American Board of Orthopaedic Surgery

Application Instructions

Please read the Rules and Procedures. The Application and Case List must be finalized and the ApplicationFee must be submitted online by 4 pm ET on December 1, 2020. There is a late deadline of 4 pm ET on December 15, 2020, with an additional $350 late fee. Upon completion of the online Application, submit your Application online, electronically sign the signature page, and pay the non-refundable Application Fee online with a credit card. After payment successfully goes through, you will be emailed a receipt. You will also receive an email that your Application has been received.

Complete information must be provided for all items. If an item doesn’t apply to you, leave it blank. To access the Application, log in to your ABOS Dashboard, scroll down to Part 4: Evidence of Performance in Practice, and click on Go To Application.

If you cannot meet the 35 operative Case List minimum requirement within the calendar year, you must contact the ABOS office before you begin the Application and Case List process.

The Application cannot be submitted until you have 240 CME/SAEs approved by the ABOS staff, your Case List is finalized and the signed Certification Page(s) have been uploaded in .PDF format into your Case List. The Scribe Case List Tool is found on your Diplomate Dashboard by scrolling down to Part 4: Evidence of Performance in Practice, and click on Go To Case List. To view the Case List requirements and how to create your Case List, view this page.

If your Application and required documents are complete when they are submitted online, you will be notified by the ABOS via email AFTER your Application and Case Lists have been processed (usually 2-3 weeks). If the Application is not complete, you will receive an email asking for you to either enter missing information or to change incorrect information. Provided we have a completed application, in April 2021, you will be notified that your Application has been approved/not approved by the Credentials Committee and what your next steps are.

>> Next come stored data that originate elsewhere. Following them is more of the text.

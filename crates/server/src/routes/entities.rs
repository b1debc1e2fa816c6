//! HTML list pages and form dialogs for every entity.

use axum::{
    Extension, Form, Router,
    extract::{Path, State},
    http::StatusCode,
    response::{Html, IntoResponse, Redirect, Response},
    routing::{get, post},
};
use services::services::{
    entity_form::{EntityForm, FormValues},
    entity_list::EntityListPage,
    entity_schema::EntitySchema,
};

use super::lookup_schema;
use crate::{AppState, error::ApiError, middleware::CurrentSession};

async fn mount(
    state: &AppState,
    session: &CurrentSession,
    schema: &'static EntitySchema,
) -> EntityListPage {
    EntityListPage::mount(schema, session.data_service(state).await).await
}

fn render(
    state: &AppState,
    session: &CurrentSession,
    page: &EntityListPage,
    form: Option<&EntityForm>,
) -> Result<Html<String>, ApiError> {
    Ok(Html(state.templates.entity_list(&session.identity, page, form)?))
}

/// Back to the list after a mutation, or show it in place with the error banner.
fn after_mutation(
    state: &AppState,
    session: &CurrentSession,
    page: &EntityListPage,
) -> Result<Response, ApiError> {
    if page.last_error().is_some() {
        return Ok(render(state, session, page, None)?.into_response());
    }
    Ok(Redirect::to(&page.schema().path()).into_response())
}

/// Validate a posted form; on success create or update, otherwise re-render
/// the dialog with its errors.
async fn submit(
    state: &AppState,
    session: &CurrentSession,
    mut form: EntityForm,
) -> Result<Response, ApiError> {
    let mut page = EntityListPage::new(form.schema(), session.data_service(state).await);
    if page.submit_form(&mut form).await {
        return after_mutation(state, session, &page);
    }
    page.load().await;
    let html = render(state, session, &page, Some(&form))?;
    Ok((StatusCode::UNPROCESSABLE_ENTITY, html).into_response())
}

/// GET /{entity}
pub async fn list(
    State(state): State<AppState>,
    Extension(session): Extension<CurrentSession>,
    Path(entity): Path<String>,
) -> Result<Html<String>, ApiError> {
    let page = mount(&state, &session, lookup_schema(&entity)?).await;
    render(&state, &session, &page, None)
}

/// GET /{entity}/new
pub async fn new_form(
    State(state): State<AppState>,
    Extension(session): Extension<CurrentSession>,
    Path(entity): Path<String>,
) -> Result<Html<String>, ApiError> {
    let schema = lookup_schema(&entity)?;
    let page = mount(&state, &session, schema).await;
    let form = EntityForm::opened(schema, None);
    render(&state, &session, &page, Some(&form))
}

/// GET /{entity}/{id}/edit
pub async fn edit_form(
    State(state): State<AppState>,
    Extension(session): Extension<CurrentSession>,
    Path((entity, id)): Path<(String, String)>,
) -> Result<Html<String>, ApiError> {
    let schema = lookup_schema(&entity)?;
    let page = mount(&state, &session, schema).await;
    let row = page
        .find_row(&id)
        .ok_or_else(|| ApiError::RowNotFound(id.clone()))?;
    let form = EntityForm::opened(schema, Some(row));
    render(&state, &session, &page, Some(&form))
}

/// POST /{entity}
pub async fn create(
    State(state): State<AppState>,
    Extension(session): Extension<CurrentSession>,
    Path(entity): Path<String>,
    Form(values): Form<FormValues>,
) -> Result<Response, ApiError> {
    let schema = lookup_schema(&entity)?;
    submit(&state, &session, EntityForm::from_submission(schema, None, values)).await
}

/// POST /{entity}/{id}
pub async fn update(
    State(state): State<AppState>,
    Extension(session): Extension<CurrentSession>,
    Path((entity, id)): Path<(String, String)>,
    Form(values): Form<FormValues>,
) -> Result<Response, ApiError> {
    let schema = lookup_schema(&entity)?;
    submit(&state, &session, EntityForm::from_submission(schema, Some(id), values)).await
}

/// POST /{entity}/{id}/delete
pub async fn delete(
    State(state): State<AppState>,
    Extension(session): Extension<CurrentSession>,
    Path((entity, id)): Path<(String, String)>,
) -> Result<Response, ApiError> {
    let schema = lookup_schema(&entity)?;
    let mut page = EntityListPage::new(schema, session.data_service(&state).await);
    page.delete(&id).await;
    after_mutation(&state, &session, &page)
}

pub fn router() -> Router<AppState> {
    Router::new()
        .route("/{entity}", get(list).post(create))
        .route("/{entity}/new", get(new_form))
        .route("/{entity}/{id}", post(update))
        .route("/{entity}/{id}/edit", get(edit_form))
        .route("/{entity}/{id}/delete", post(delete))
}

It is your responsibility to notify the ABOS office of any change to your address, email address, practice association, status of hospital privileges, and/or hospital affiliation (including new affiliations you may acquire) that occurs after you have submitted your Application.

Prior to starting the Application, the ABOS recommends having the following items available to save time:

1. Medical License(s)—State/province, number, and original date obtained for all licenses held since most recent Certification or Recertification.

2. Current hospital appointments:

  • Hospitals in order of frequency of usage.
  • Information for all hospitals/surgery centers where you are on the staff.
  • Current (within this calendar year) verification of appointment letter from the Medical Staff Office documenting your original appointment date, type of appointment, and a statement of good standing. This documentation must be uploaded in .pdf format into this application. View a sample verification of appointment letter.
    • This letter cannot be an original appointment or reappointment letter.
  • Name and email address for the Chief of Staff, Chief of Orthopaedics, and Chief of Surgery. Email addresses are required to enable the ABOS to send peer review evaluations. Please do not list their administrator’s email address.

3. Previous hospital appointments since last certification/recertification (if applicable). Current letter (dated within this calendar year) from each previous hospital/surgery center medical staff office since last certification/recertification indicating your original appointment date and type and that you left in good standing.

4. All office practice locations since most recent Certification or Recertification, beginning with most current practice location first.

  • Start dates of practice at each location.
  • Name and email address of partners for each practice location (12 maximum).
    • Do not list yourself if you are in solo practice.
    • If your practice partners are retired, or you do not have an email address, etc. do not list them. Each partner must have an email address or else the application cannot be submitted.

5. Names of five ABOS Diplomates in your geographical practice area (within a 50-mile radius), not previously listed on this Application who are familiar with your work, and are not in your practice. These can be Diplomates whom you have referred patients to and/or have consulted with on any cases. They will be contacted for Peer Review.